手紙をくわえさせたフォークスの尾羽が
雪化粧した山脈を越えて行く
見送りつつも
はて、客人はまだか
と時計に目をやり、茶菓子を出す

秒針が約束の時間を指したちょうどその時、
ノックと同時にドアが開き、彼女が現れた

「こんちは、ダンブルドア
あぁ、ここホント暖かいよねぇ
暖炉がいらないわけだ」

和気あいあいと話しかけてくるwhoは
暗にこの部屋に暖炉がないことを非難する
ホグワーツで唯一暖炉のあるミルネバの部屋まで
煙突飛行でやって来て、煤が落ちると叱られたのだろう

「ホッホッホ、招かれざる客人のお相手をするには
少々年をとりすぎたでな」

「ミルネバはまだお若いって訳だね。気の毒に」

椅子を勧めるとニヤッと笑い、パッチワークキルトのカバーがついた椅子にかけた
彼女は常にそこに座る
口に出して確認したことは無いが、
さり気なくこだわりが強い

「それで?何があったの?」
のコートを椅子にかけながら彼女が言った

「ほっほっほ、そう急ぐでない
今日はいろいろと話たいことがあるんじゃ」
ちらりと目線をおくると
彼女はゲッと警戒するような表情を浮かべた

「ヤダなー、ワタシここしばらく忙しいんだよ
ほら、ショーが近づいてるし」

「そうじゃな、あと1ヶ月ほどかの?
今回は特に大がかりな規模じゃと聞いたが」

「そうそう、もうホントまいっちゃうよね
10年ごとにやってるコレクションだけど
クリスが張り切ってんだもん
新作だけで50着だよ
だから、
昔作ったのから
ちょっとひっぱり出してこようとしたら
むちゃくちゃ怒られたわ
リアルに涙がちょちょぎれそうなレベルで」

「それほど、仕事に意欲的な気分と言う訳でもなさそうじゃな。だからかの?彼に接触を謀るのは?
言うたはずじゃ。彼に近寄るでない。ろくなことにならぬと。」

whoはカップの取手を親指で撫でつつしばらく目を泳がせた

「あぁ…うん、まぁそうだね。
うん…つかみは良かったのになあ。
ナンデだろ?
あちらさんのやりたい事がだんだん分からんようになっている次第なのです。」

「…それにしては反省しとらんようじゃが?」

「いや、距離を近づけたのは間違ってないさ、
知って負けるより、知らずに畏れることのほうがずっと愚かだもの」

彼女は打って変わって淡々と言葉を紡いだ
時間と経験が織り込まれたそれに、ため息をつくはめになる

「ではどうするつもりじゃ。
あやつがこれからなそうとする事にwhoを巻き込もうとするのは時間の問題。
あなたが喜んで加担するとは思えぬが、心を読み間違えれば、惨事はより大きくなろうからのう。」

「…まだまだ青いね、ダンブルドア。
できるできない以前に、ワタシの心を読もうなんて心構え自体大間違いだよ。
たかが100年生きたくらいで自分を買いかぶってると、成長止まっちゃうよ。
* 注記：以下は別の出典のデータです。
use anyhow::{Context, Result};
use clap::{Args, Parser, Subcommand};
use faceprint_core::snapshot::{CaptureStep, FaceDetectionSnapshot};
use faceprint_service::{FaceprintService, ServiceConfig, ServiceError};
use std::path::{Path, PathBuf};
use std::sync::Arc;

#[derive(Parser)]
#[command(name = "faceprint", about = "Face enrollment and verification CLI")]
struct Cli {
    /// TOML config file (overrides FACEPRINT_CONFIG)
    #[arg(long, global = true)]
    config: Option<PathBuf>,
    /// Use deterministic embeddings only; never load the inference engine
    #[arg(long, global = true)]
    no_engine: bool,
    #[command(subcommand)]
    command: Commands,
}

/// Source image plus the detector snapshot for the face in it.
#[derive(Args)]
struct Capture {
    /// Image file (PNG, JPEG, ...)
    #[arg(short, long)]
    image: PathBuf,
    /// Detection snapshot as JSON
    #[arg(short, long)]
    snapshot: PathBuf,
    /// Capture step the user was asked to perform
    #[arg(long, default_value = "center")]
    step: CaptureStep,
}

#[derive(Subcommand)]
enum Commands {
    /// Score a capture and show the quality gate decision
    Quality(Capture),
    /// Enroll a capture as the reference for an identity
    Enroll {
        identity: String,
        #[command(flatten)]
        capture: Capture,
    },
    /// Verify a capture against an enrolled identity
    Verify {
        identity: String,
        #[command(flatten)]
        capture: Capture,
    },
    /// Find the enrolled identity that best matches a capture
    Identify(Capture),
    /// Remove an enrolled identity
    Remove { identity: String },
    /// List enrolled identities
    List,
    /// Validate the inference engine's models
    Validate,
    /// Show service status
    Status,
}

struct LoadedCapture {
    image: Arc<[u8]>,
    snapshot: FaceDetectionSnapshot,
    step: CaptureStep,
}

fn load_capture(capture: &Capture) -> Result<LoadedCapture> {
    let image = std::fs::read(&capture.image)
        .with_context(|| format!("failed to read image {}", capture.image.display()))?;
    let snapshot = read_snapshot(&capture.snapshot)?;
    Ok(LoadedCapture {
        image: image.into(),
        snapshot,
        step: capture.step,
    })
}

fn read_snapshot(path: &Path) -> Result<FaceDetectionSnapshot> {
    let raw = std::fs::read_to_string(path).with_context(|| format!("failed to read snapshot {}", path.display()))?;
    FaceDetectionSnapshot::from_json(&raw).with_context(|| format!("invalid snapshot {}", path.display()))
}

fn print_json<T: serde::Serialize>(value: &T) -> Result<()> {
    println!("{}", serde_json::to_string_pretty(value)?);
    Ok(())
}

fn load_config(cli: &Cli) -> Result<ServiceConfig> {
    let mut config = match &cli.config {
        Some(path) => ServiceConfig::from_file(path)?.with_env_overrides(),
        None => ServiceConfig::load()?,
    };
    if cli.no_engine {
        config.engine_enabled = false;
    }
    Ok(config)
}

#[tokio::main]
async fn main() -> Result<()> {
    tracing_subscriber::fmt()
        .with_env_filter(tracing_subscriber::EnvFilter::from_default_env())
        .init();

    let cli = Cli::parse();
    let result = run(cli).await;
    if let Err(e) = &result {
        if let Some(ServiceError::QualityRejected { recommendations, .. }) = e.downcast_ref::<ServiceError>() {
            for hint in recommendations {
                eprintln!("hint: {hint}");
            }
        }
    }
    result
}

async fn run(cli: Cli) -> Result<()> {
    let config = load_config(&cli)?;
    tracing::debug!(?config, "configuration loaded");
    let service = FaceprintService::open(config).await?;

    match cli.command {
        Commands::Quality(capture) => {
            let c = load_capture(&capture)?;
            let analysis = service.analyze_capture(c.image, &c.snapshot, c.step).await?;
            let accepted = service.gate(&analysis).is_accept();
            print_json(&serde_json::json!({ "accepted": accepted, "analysis": analysis }))?;
        }
        Commands::Enroll { identity, capture } => {
            let c = load_capture(&capture)?;
            let captured = service.enroll_capture(&identity, c.image, &c.snapshot, c.step).await?;
            print_json(&serde_json::json!({
                "identity": identity,
                "overall": captured.analysis.overall,
                "model_version": captured.embedding.model_version,
            }))?;
        }
        Commands::Verify { identity, capture } => {
            let c = load_capture(&capture)?;
            match service.verify_capture(&identity, c.image, &c.snapshot, c.step).await {
                Ok(result) => {
                    print_json(&result)?;
                    if !result.matched {
                        std::process::exit(1);
                    }
                }
                Err(e) if e.is_not_found() => anyhow::bail!("identity '{identity}' is not enrolled"),
                Err(e) if e.is_model_mismatch() => anyhow::bail!("{e}"),
                Err(e) if e.is_integrity_failure() => {
                    anyhow::bail!("stored reference for '{identity}' failed its integrity check; re-enroll explicitly after investigating")
                }
                Err(e) => return Err(e.into()),
            }
        }
        Commands::Identify(capture) => {
            let c = load_capture(&capture)?;
            let captured = service.capture(c.image, &c.snapshot, c.step).await?;
            match service.identify(&captured.embedding)? {
                Some((identity, result)) => {
                    print_json(&serde_json::json!({ "identity": identity, "result": result }))?
                }
                None => println!("No enrolled identities from model {:?}", captured.embedding.model_version),
            }
        }
        Commands::Remove { identity } => {
            if service.remove(&identity)? {
                println!("Removed {identity}");
            } else {
                println!("{identity} was not enrolled");
            }
        }
        Commands::List => {
            let identities = service.identities()?;
            if identities.is_empty() {
                println!("No identities enrolled");
            } else {
                print_json(&identities)?;
            }
        }
        Commands::Validate => {
            let report = service.validate_models().await;
            print_json(&report)?;
            if !report.overall {
                std::process::exit(1);
            }
        }
        Commands::Status => print_json(&service.status()?)?,
    }

    Ok(())
}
」

「ほほう、たかが100年、されど100年じゃのう
わしも、面と向かってあなたに叱られるところまで来たというわけじゃ。」

「…そのワケワカメで少々変態チックなボジティブ
思考をどうにか矯正すべきだったと後悔してる」

「褒め言葉と受け取るのが良かろうの。
話を戻すとしようぞ、ただもし、あなたがわしのスパイとして働くことが接近の目的だったならば、話は別じゃが?」

「ご冗談はよしこさーん。」

「…あぁ、それからアニルのことも話しておかねばなるまいの?」

思い当たることがないとばかりに小首をかしげるwhoの指先。
かすかに緊張が走るのを見逃すはずもなく、
心地よい優越感が体をくすぐった。